The fact that [RICO] is used against
respected businesses allegedly engaged in a
pattern of specifically identified criminal
conduct is hardly a sufficient reason for
assuming that the provision is being
misconstrued. . . . The fact that RICO has
been applied in situations not expressly
anticipated by Congress does not demonstrate
ambiguity. It demonstrates breadth. It is
true that private civil actions under the
statute are being brought almost solely
against such defendants, rather than against
the archetypal, intimidating mobster. Yet
this defect -- if defect it is -- is inherent
in the statute as written, and its correction
must lie with Congress.
Id. at 499, 105 S.Ct. at 3286 (citation, internal quotation marks
and footnote omitted). Thus, the Court's holding in Sedima
undermined the second basis of the Enright holding.
This court, nonetheless, properly continued after
Sedima to apply a distinctiveness requirement, since Enright's
holding was also based on § 1962(c)'s textual directive to allege
conduct by defendant "persons" operating an "enterprise." Thus,
Enright's basic holding that "the `person' subject to liability
cannot be the same entity as the `enterprise,'"
Enright, 751 F.2d
at 633, plainly survived Sedima. See
Glessner, 952 F.2d at 710
("The requirement of distinctiveness stems from the statute
itself, and has been applied following Sedima."); Brittingham v.
Mobil Corp.,
943 F.2d 297, 300 (3d Cir. 1991) ("[T]he plain
language of the statute provides that the person must be
`employed by or associated with' -- and therefore separate from -
- the enterprise . . . ."); Petro-Tech, Inc. v.

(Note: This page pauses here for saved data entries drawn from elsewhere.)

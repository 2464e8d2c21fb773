//! Loop controller.
//!
//! Orchestrates THOUGHT/ACTION/OBSERVATION turns: call the model, parse an
//! action, dispatch the tool, append the observation, repeat. Terminates
//! exactly once — on the first successful dispatch of the final-answer
//! tool, or when the step budget runs out.

use crate::dispatch::{Observation, dispatch};
use crate::model::{ChatRequest, Message, ModelBackend};
use crate::parser::{ActionParser, MarkerParser};
use crate::tools::{ToolCall, ToolRegistry};
use crate::{Error, Result};
use policy::{Policy, Verdict};
use serde_json::{Map, Value};
use std::time::Duration;
use storage::{Event, EventKind, Role, RunId, TraceStore};
use tracing::{debug, info};

/// Default step budget.
pub const DEFAULT_MAX_STEPS: usize = 6;

/// Everything needed to seed a run: the system instruction, the initial
/// task message, and the starting working artifact.
#[derive(Debug, Clone)]
pub struct Seed {
    pub system: String,
    pub task: String,
    pub artifact: Value,
}

impl Seed {
    pub fn new(system: impl Into<String>, task: impl Into<String>, artifact: Value) -> Self {
        Self {
            system: system.into(),
            task: task.into(),
            artifact,
        }
    }
}

/// One completed cycle of the loop.
#[derive(Debug, Clone)]
pub struct Turn {
    /// The model's reply text.
    pub reply: String,
    /// The parsed action, when parsing succeeded.
    pub action: Option<ToolCall>,
    /// The observation fed back to the model.
    pub observation: Observation,
}

/// How a run ended.
#[derive(Debug, Clone, Copy, PartialEq, Eq)]
pub enum RunStatus {
    /// The final-answer tool was dispatched successfully.
    Completed,
    /// The step budget ran out first.
    BudgetExhausted,
}

impl RunStatus {
    pub fn as_str(&self) -> &'static str {
        match self {
            Self::Completed => "completed",
            Self::BudgetExhausted => "budget_exhausted",
        }
    }

    pub fn is_success(&self) -> bool {
        matches!(self, Self::Completed)
    }
}

/// The result of a run.
///
/// On budget exhaustion the best-known artifact is still returned.
#[derive(Debug, Clone)]
pub struct RunOutcome {
    pub run_id: RunId,
    pub status: RunStatus,
    /// Latest version of the working artifact.
    pub artifact: Value,
    /// Payload of the final-answer tool, on success.
    pub answer: Option<Value>,
    /// Every completed cycle, in order.
    pub turns: Vec<Turn>,
    /// Budget units consumed.
    pub steps_used: usize,
}

/// Builder for [`AgentLoop`].
pub struct AgentLoopBuilder<B> {
    backend: B,
    registry: ToolRegistry,
    store: TraceStore,
    parser: Box<dyn ActionParser>,
    policy: Policy,
    final_tool: Option<String>,
    validator_tool: Option<String>,
    max_steps: usize,
    tool_timeout: Option<Duration>,
}

impl<B: ModelBackend> AgentLoopBuilder<B> {
    fn new(backend: B, registry: ToolRegistry, store: TraceStore) -> Self {
        Self {
            backend,
            registry,
            store,
            parser: Box::new(MarkerParser::new()),
            policy: Policy::default(),
            final_tool: None,
            validator_tool: None,
            max_steps: DEFAULT_MAX_STEPS,
            tool_timeout: None,
        }
    }

    /// Swap the action-extraction strategy.
    pub fn parser(mut self, parser: Box<dyn ActionParser>) -> Self {
        self.parser = parser;
        self
    }

    /// Set the termination-guard policy.
    pub fn policy(mut self, policy: Policy) -> Self {
        self.policy = policy;
        self
    }

    /// Designate the tool whose successful dispatch ends the loop.
    pub fn final_tool(mut self, name: impl Into<String>) -> Self {
        self.final_tool = Some(name.into());
        self
    }

    /// Designate the validation tool the guard policy watches for.
    pub fn validator_tool(mut self, name: impl Into<String>) -> Self {
        self.validator_tool = Some(name.into());
        self
    }

    /// Set the step budget.
    pub fn max_steps(mut self, max_steps: usize) -> Self {
        self.max_steps = max_steps;
        self
    }

    /// Bound each tool invocation; expiry becomes a failure observation.
    pub fn tool_timeout(mut self, timeout: Duration) -> Self {
        self.tool_timeout = Some(timeout);
        self
    }

    /// Validate the configuration and build the loop.
    pub fn build(self) -> Result<AgentLoop<B>> {
        if self.max_steps == 0 {
            return Err(Error::Config("max_steps must be at least 1".into()));
        }
        let final_tool = self
            .final_tool
            .ok_or_else(|| Error::Config("no final-answer tool designated".into()))?;
        if !self.registry.contains(&final_tool) {
            return Err(Error::Config(format!(
                "final-answer tool '{final_tool}' is not registered"
            )));
        }
        if let Some(validator) = &self.validator_tool
            && !self.registry.contains(validator)
        {
            return Err(Error::Config(format!(
                "validator tool '{validator}' is not registered"
            )));
        }

        Ok(AgentLoop {
            backend: self.backend,
            registry: self.registry,
            store: self.store,
            parser: self.parser,
            policy: self.policy,
            final_tool,
            validator_tool: self.validator_tool,
            max_steps: self.max_steps,
            tool_timeout: self.tool_timeout,
        })
    }
}

/// The bounded ReAct loop.
pub struct AgentLoop<B: ModelBackend> {
    backend: B,
    registry: ToolRegistry,
    store: TraceStore,
    parser: Box<dyn ActionParser>,
    policy: Policy,
    final_tool: String,
    validator_tool: Option<String>,
    max_steps: usize,
    tool_timeout: Option<Duration>,
}

impl<B: ModelBackend> std::fmt::Debug for AgentLoop<B> {
    fn fmt(&self, f: &mut std::fmt::Formatter<'_>) -> std::fmt::Result {
        f.debug_struct("AgentLoop")
            .field("final_tool", &self.final_tool)
            .field("validator_tool", &self.validator_tool)
            .field("max_steps", &self.max_steps)
            .field("tool_timeout", &self.tool_timeout)
            .finish_non_exhaustive()
    }
}

impl<B: ModelBackend> AgentLoop<B> {
    /// Create a builder.
    pub fn builder(backend: B, registry: ToolRegistry, store: TraceStore) -> AgentLoopBuilder<B> {
        AgentLoopBuilder::new(backend, registry, store)
    }

    /// The registry this loop dispatches against.
    pub fn registry(&self) -> &ToolRegistry {
        &self.registry
    }

    /// Run the loop to termination.
    ///
    /// Model-call failures are fatal and surface as `Err`; every other
    /// failure is converted into an observation and the loop continues.
    pub async fn run(&self, seed: Seed) -> Result<RunOutcome> {
        let run_id = RunId::new();
        self.store.append(&Event::new(run_id, EventKind::RunStart))?;
        self.store
            .append(&Event::message(run_id, Role::System, &seed.system))?;
        self.store
            .append(&Event::message(run_id, Role::User, &seed.task))?;

        info!(run = %run_id, budget = self.max_steps, "starting loop");

        let mut messages = vec![Message::user(seed.task)];
        let mut artifact = seed.artifact;
        let mut turns: Vec<Turn> = Vec::new();
        let mut last_dispatched: Option<String> = None;
        let mut steps_used = 0;

        for step in 1..=self.max_steps {
            steps_used = step;

            let response = self
                .backend
                .chat(ChatRequest {
                    messages: &messages,
                    system: Some(&seed.system),
                })
                .await?;
            let reply = response.content;
            self.store
                .append(&Event::message(run_id, Role::Assistant, &reply))?;
            messages.push(Message::assistant(reply.clone()));

            let call = match self.parser.parse(&reply) {
                Ok(call) => call,
                Err(err) => {
                    debug!(run = %run_id, step, error = %err, "action parse failed");
                    let observation = Observation::failure(format!(
                        "Could not parse ACTION: {err}. Reply with a THOUGHT and a single \
                         ACTION JSON object with tool_name and arguments."
                    ));
                    self.observe(run_id, &mut messages, &observation)?;
                    turns.push(Turn {
                        reply,
                        action: None,
                        observation,
                    });
                    continue;
                }
            };

            if call.name == self.final_tool {
                let verdict = self
                    .policy
                    .review_final_answer(last_dispatched.as_deref(), self.validator_tool.as_deref());
                match verdict {
                    Verdict::Accept => {}
                    Verdict::ValidateThenAccept => {
                        if let Some(validator) = self.validator_tool.clone() {
                            self.run_side_validation(
                                run_id,
                                &validator,
                                &mut messages,
                                &mut artifact,
                                &mut last_dispatched,
                            )
                            .await?;
                        }
                    }
                    Verdict::Reject { reason } => {
                        debug!(run = %run_id, step, "final answer rejected by guard");
                        let observation =
                            Observation::failure(format!("Final answer rejected: {reason}"));
                        self.observe(run_id, &mut messages, &observation)?;
                        turns.push(Turn {
                            reply,
                            action: Some(call),
                            observation,
                        });
                        continue;
                    }
                }
            }

            self.store.append(&Event::tool_call(
                run_id,
                &call.name,
                Value::Object(call.arguments.clone()),
            ))?;
            let dispatched = dispatch(&self.registry, &call, &artifact, self.tool_timeout).await;
            if let Some(revision) = dispatched.revision {
                artifact = revision;
            }
            self.observe(run_id, &mut messages, &dispatched.observation)?;

            let succeeded = dispatched.observation.is_success();
            if succeeded {
                last_dispatched = Some(call.name.clone());
            }
            let finished = succeeded && call.name == self.final_tool;
            let answer = finished.then(|| dispatched.observation.output());

            turns.push(Turn {
                reply,
                action: Some(call),
                observation: dispatched.observation,
            });

            if finished {
                info!(run = %run_id, steps = steps_used, "final answer accepted");
                self.store.append(&Event::new(
                    run_id,
                    EventKind::RunEnd {
                        status: RunStatus::Completed.as_str().into(),
                        steps: steps_used,
                    },
                ))?;
                return Ok(RunOutcome {
                    run_id,
                    status: RunStatus::Completed,
                    artifact,
                    answer,
                    turns,
                    steps_used,
                });
            }
        }

        info!(run = %run_id, steps = steps_used, "step budget exhausted");
        self.store.append(&Event::new(
            run_id,
            EventKind::RunEnd {
                status: RunStatus::BudgetExhausted.as_str().into(),
                steps: steps_used,
            },
        ))?;
        Ok(RunOutcome {
            run_id,
            status: RunStatus::BudgetExhausted,
            artifact,
            answer: None,
            turns,
            steps_used,
        })
    }

    /// Soft-guard side step: run the validator now, record its result, and
    /// only then let the final answer through. Does not consume budget.
    async fn run_side_validation(
        &self,
        run_id: RunId,
        validator: &str,
        messages: &mut Vec<Message>,
        artifact: &mut Value,
        last_dispatched: &mut Option<String>,
    ) -> Result<()> {
        info!(run = %run_id, tool = validator, "auto-running validator before final answer");
        let call = ToolCall {
            name: validator.to_string(),
            arguments: Map::new(),
        };
        self.store.append(&Event::tool_call(
            run_id,
            validator,
            Value::Object(call.arguments.clone()),
        ))?;
        let dispatched = dispatch(&self.registry, &call, artifact, self.tool_timeout).await;
        if let Some(revision) = dispatched.revision {
            *artifact = revision;
        }
        if dispatched.observation.is_success() {
            *last_dispatched = Some(validator.to_string());
        }
        self.observe(run_id, messages, &dispatched.observation)
    }

    fn observe(
        &self,
        run_id: RunId,
        messages: &mut Vec<Message>,
        observation: &Observation,
    ) -> Result<()> {
        self.store.append(&Event::observation(
            run_id,
            observation.tool().map(String::from),
            observation.is_success(),
            observation.output(),
        ))?;
        messages.push(Message::user(observation.render()));
        Ok(())
    }
}
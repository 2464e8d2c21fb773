//! Mocked reference data for AgentsVille.
//!
//! Stands in for the activities and weather APIs: a fixed activity
//! calendar and forecast covering 2025-06-10 through 2025-06-15. Tools
//! treat this data as read-only.

use crate::models::{Activity, Interest, minute_format};
use chrono::{NaiveDate, NaiveDateTime};
use serde::{Deserialize, Serialize};
use std::collections::HashSet;
use std::sync::LazyLock;

/// First date with mocked data.
pub const CALENDAR_START: &str = "2025-06-10";
/// Last date with mocked data.
pub const CALENDAR_END: &str = "2025-06-15";

/// Weather conditions that make outdoor activities unsuitable.
pub const INCLEMENT_CONDITIONS: &[&str] = &["rainy", "thunderstorm", "snowy", "hail"];

/// One day of the mocked forecast.
#[derive(Debug, Clone, Serialize, Deserialize)]
pub struct WeatherReport {
    pub date: NaiveDate,
    pub temperature_celsius: f64,
    pub condition: String,
    pub description: String,
}

impl WeatherReport {
    /// Whether this forecast rules out outdoor activities.
    pub fn is_inclement(&self) -> bool {
        INCLEMENT_CONDITIONS.contains(&self.condition.as_str())
    }
}

fn ts(s: &str) -> NaiveDateTime {
    NaiveDateTime::parse_from_str(s, minute_format::FORMAT).expect("fixture timestamp")
}

fn day(s: &str) -> NaiveDate {
    s.parse().expect("fixture date")
}

#[allow(clippy::too_many_arguments)]
fn activity(
    id: &str,
    name: &str,
    start: &str,
    end: &str,
    location: &str,
    description: &str,
    price: f64,
    interests: &[Interest],
) -> Activity {
    Activity {
        activity_id: id.into(),
        name: name.into(),
        start_time: ts(start),
        end_time: ts(end),
        location: location.into(),
        description: description.into(),
        price,
        related_interests: interests.to_vec(),
    }
}

/// The full mocked activity calendar.
pub static ACTIVITY_CALENDAR: LazyLock<Vec<Activity>> = LazyLock::new(|| {
    use Interest::*;
    vec![
        activity(
            "event-0610-01",
            "Robotics Lab Open House",
            "2025-06-10 10:00",
            "2025-06-10 12:00",
            "Tinker Quarter",
            "Indoor tour of the city robotics lab with live demos.",
            25.0,
            &[Technology],
        ),
        activity(
            "event-0610-02",
            "Sunset Salsa Social",
            "2025-06-10 19:00",
            "2025-06-10 22:00",
            "Riverside Plaza",
            "Open-air dance social on the riverside plaza, beginners welcome.",
            15.0,
            &[Dancing, Music],
        ),
        activity(
            "event-0610-03",
            "Night Market Tasting",
            "2025-06-10 18:00",
            "2025-06-10 20:00",
            "Lantern Street",
            "Outdoor street-food crawl through the lantern-lit night market.",
            30.0,
            &[Food],
        ),
        activity(
            "event-0611-01",
            "Modern Art Museum Tour",
            "2025-06-11 09:30",
            "2025-06-11 11:30",
            "Museum District",
            "Guided indoor tour of the modern art wing.",
            22.0,
            &[Art],
        ),
        activity(
            "event-0611-02",
            "Synth Workshop",
            "2025-06-11 14:00",
            "2025-06-11 17:00",
            "Tinker Quarter",
            "Hands-on indoor workshop building a small synthesizer.",
            45.0,
            &[Technology, Music],
        ),
        activity(
            "event-0611-03",
            "Botanical Garden Walk",
            "2025-06-11 16:00",
            "2025-06-11 18:00",
            "North Gardens",
            "Outdoor guided walk through the botanical garden terraces.",
            12.0,
            &[Nature],
        ),
        activity(
            "event-0612-01",
            "Street Mural Safari",
            "2025-06-12 10:00",
            "2025-06-12 12:30",
            "Old Town",
            "Outdoor walking tour of the old town's street murals.",
            18.0,
            &[Art],
        ),
        activity(
            "event-0612-02",
            "Chocolate Making Class",
            "2025-06-12 14:00",
            "2025-06-12 16:00",
            "Cocoa House",
            "Indoor chocolate-making class with tastings.",
            40.0,
            &[Food],
        ),
        activity(
            "event-0613-01",
            "Retro Gaming Expo",
            "2025-06-13 11:00",
            "2025-06-13 15:00",
            "Convention Hall",
            "Indoor expo of playable retro computers and consoles.",
            28.0,
            &[Technology],
        ),
        activity(
            "event-0613-02",
            "Tango Under the Stars",
            "2025-06-13 20:00",
            "2025-06-13 23:00",
            "Riverside Plaza",
            "Outdoor evening tango with a live orchestra.",
            20.0,
            &[Dancing, Music],
        ),
        activity(
            "event-0614-01",
            "Ridge Trail Hike",
            "2025-06-14 08:00",
            "2025-06-14 12:00",
            "East Ridge",
            "Outdoor hike along the ridge trail with panoramic views.",
            10.0,
            &[Nature],
        ),
        activity(
            "event-0614-02",
            "Jazz Cellar Session",
            "2025-06-14 19:00",
            "2025-06-14 22:00",
            "Basement 42",
            "Intimate indoor jazz session in a cellar club.",
            35.0,
            &[Music],
        ),
        activity(
            "event-0615-01",
            "Maker Faire Finale",
            "2025-06-15 10:00",
            "2025-06-15 16:00",
            "Convention Hall",
            "Indoor maker fair with printing, soldering, and drone cages.",
            32.0,
            &[Technology, Art],
        ),
        activity(
            "event-0615-02",
            "Farewell Food Truck Rally",
            "2025-06-15 17:00",
            "2025-06-15 21:00",
            "Harbor Park",
            "Outdoor food truck rally in the harbor park.",
            26.0,
            &[Food, Music],
        ),
    ]
});

/// The full mocked forecast.
pub static WEATHER_FORECAST: LazyLock<Vec<WeatherReport>> = LazyLock::new(|| {
    [
        ("2025-06-10", 24.0, "sunny", "Clear skies all day."),
        ("2025-06-11", 22.0, "cloudy", "Overcast but dry."),
        ("2025-06-12", 18.0, "rainy", "Steady rain from noon onward."),
        ("2025-06-13", 21.0, "sunny", "Bright with a light breeze."),
        (
            "2025-06-14",
            17.0,
            "thunderstorm",
            "Afternoon thunderstorms expected.",
        ),
        ("2025-06-15", 25.0, "sunny", "Warm and clear."),
    ]
    .into_iter()
    .map(|(date, temperature_celsius, condition, description)| WeatherReport {
        date: day(date),
        temperature_celsius,
        condition: condition.into(),
        description: description.into(),
    })
    .collect()
});

/// Activities starting on the given date.
pub fn activities_on(date: NaiveDate) -> Vec<Activity> {
    ACTIVITY_CALENDAR
        .iter()
        .filter(|a| a.date() == date)
        .cloned()
        .collect()
}

/// Valid activity ids for the given date.
pub fn activity_ids_on(date: NaiveDate) -> HashSet<String> {
    ACTIVITY_CALENDAR
        .iter()
        .filter(|a| a.date() == date)
        .map(|a| a.activity_id.clone())
        .collect()
}

/// Forecast for the given date, when the calendar covers it.
pub fn weather_on(date: NaiveDate) -> Option<WeatherReport> {
    WEATHER_FORECAST.iter().find(|w| w.date == date).cloned()
}

/// Heuristic: does the description read as an outdoor activity?
pub fn looks_outdoor(description: &str) -> bool {
    const OUTDOOR_HINTS: &[&str] = &[
        "outdoor", "open-air", "park", "garden", "street", "ridge", "trail", "plaza", "harbor",
        "under the stars",
    ];
    let lower = description.to_ascii_lowercase();
    OUTDOOR_HINTS.iter().any(|hint| lower.contains(hint))
}

#[cfg(test)]
mod tests {
    use super::*;

    #[test]
    fn calendar_covers_every_date_in_range() {
        let mut date = day(CALENDAR_START);
        while date <= day(CALENDAR_END) {
            assert!(
                !activities_on(date).is_empty(),
                "no activities on {date}"
            );
            assert!(weather_on(date).is_some(), "no forecast on {date}");
            date = date.succ_opt().unwrap();
        }
    }

    #[test]
    fn no_duplicate_activity_ids() {
        let ids: HashSet<_> = ACTIVITY_CALENDAR.iter().map(|a| &a.activity_id).collect();
        assert_eq!(ids.len(), ACTIVITY_CALENDAR.len());
    }

    #[test]
    fn ids_match_their_dates() {
        let ids = activity_ids_on(day("2025-06-10"));
        assert!(ids.contains("event-0610-01"));
        assert!(!ids.contains("event-0611-01"));
    }

    #[test]
    fn out_of_range_date_is_empty() {
        assert!(activities_on(day("2025-07-01")).is_empty());
        assert!(weather_on(day("2025-07-01")).is_none());
    }

    #[test]
    fn inclement_detection() {
        assert!(weather_on(day("2025-06-12")).unwrap().is_inclement());
        assert!(!weather_on(day("2025-06-10")).unwrap().is_inclement());
    }

    #[test]
    fn outdoor_heuristic() {
        assert!(looks_outdoor("Open-air dance social on the riverside plaza"));
        assert!(looks_outdoor("Outdoor hike along the ridge trail"));
        assert!(!looks_outdoor("Indoor tour of the city robotics lab"));
    }
}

Western Co.,
824
F.2d 1349, 1359 (3d Cir. 1987) ("We explained in Enright that
§ 1962(c) was drafted in such a way that Congress must have
intended the `person' and the `enterprise' to be distinct
entities under that provision.").
This court's post-Sedima jurisprudence, however, could
be described as following an oblique angle, which, with the
benefit of hindsight, appears unfortunate. In defining the scope
of the distinctiveness requirement, our cases focused not on the
statutory rationale, but on a re-incarnation of the defunct
infiltrating racketeer rationale of Enright. Since, under the
infiltrating racketeer rationale, legitimate corporations were
properly viewed as victims of the racketeering activity, we
reasoned that defendant persons needed to be associated with
another separate, illegitimate infiltrating enterprise. In other
words, we concluded that a successful § 1962(c) claim could not
allege conduct on the part of corporate officers and directors
acting through a legitimate corporate enterprise. This
limitation on actions under § 1962(c) was born of a pre-Sedima
"infiltrating racketeer" reading of RICO's legislative history,
which, as explained below, was clearly emasculated by the Supreme
Court in Reves and Scheidler. Clear resolution of the issues
requires, however, that we briefly sketch our post-Sedima
jurisprudence.3
This jurisprudence began to diverge in Petro-Tech, Inc.
v. Western
Co., 824 F.2d at 1359, where, relying on the
infiltrating racketeer legislative history cited in Enright, we
held that "§ 1962(c) was intended to govern only those instances
in which an `innocent' or `passive' corporation is victimized by
the RICO `persons,' and either drained of its own money or used
as a passive tool to extract money from third parties." After
Petro-Tech, we continued to adhere to this limitation on
§ 1962(c) claims.
In Glessner v.
Kenny, 952 F.2d at 710-14, we considered
whether "the individual defendants who were officers and
employees of the corporation[] can be the `persons' who were
conducting a pattern of racketeering through the corporation[] as
an enterprise."
Id. at 713. Glessner involved a suit by
defrauded customers against the defendants, William Kenney, and
the other officers of Meenan Oil Co. ("Meenan"), who allegedly
acted through the corporation to fraudulently market and sell
residential home heating systems. Glessner upheld the district
3
. Although Reves and Scheidler did not explicitly address
§ 1962(c)'s distinctiveness requirement, we nevertheless
conclude, see infra part D, that these cases by implication
emasculated our distinctiveness jurisprudence. Given this
conclusion, we believe it is necessary to first discuss and
interpret this court's relevant post-Sedima jurisprudence in
order to effectively demonstrate how the analysis of Reves and
Scheidler implicitly overruled this court's interpretation of
§ 1962(c)'s distinctiveness requirement.
court's dismissal of plaintiffs' § 1962(c) claim for failure to
plead persons distinct from the corporate enterprise. The
Glessner panel acknowledged that in certain instances officers
and employees could constitute persons conducting a pattern of
racketeering activity through a corporate enterprise (though it
did not expand upon this statement).
Glessner, 952 F.2d at 713.
Nevertheless, the panel dismissed the action on the authority of
the Petro-Tech limitation of § 1962(c) claims to "only those
instances in which an `innocent' or `passive' corporation is
victimized by the RICO `persons,' and either drained of its own
money or used as a passive tool to extract money from third
parties."
Glessner, 952 F.2d at 713.
In concluding that plaintiffs failed to overcome this
limitation, the Glessner panel stated:
[T]he plaintiffs' injuries for which suit was
brought arose out of their failure to obtain
the safe, state-of-the-art [home heating]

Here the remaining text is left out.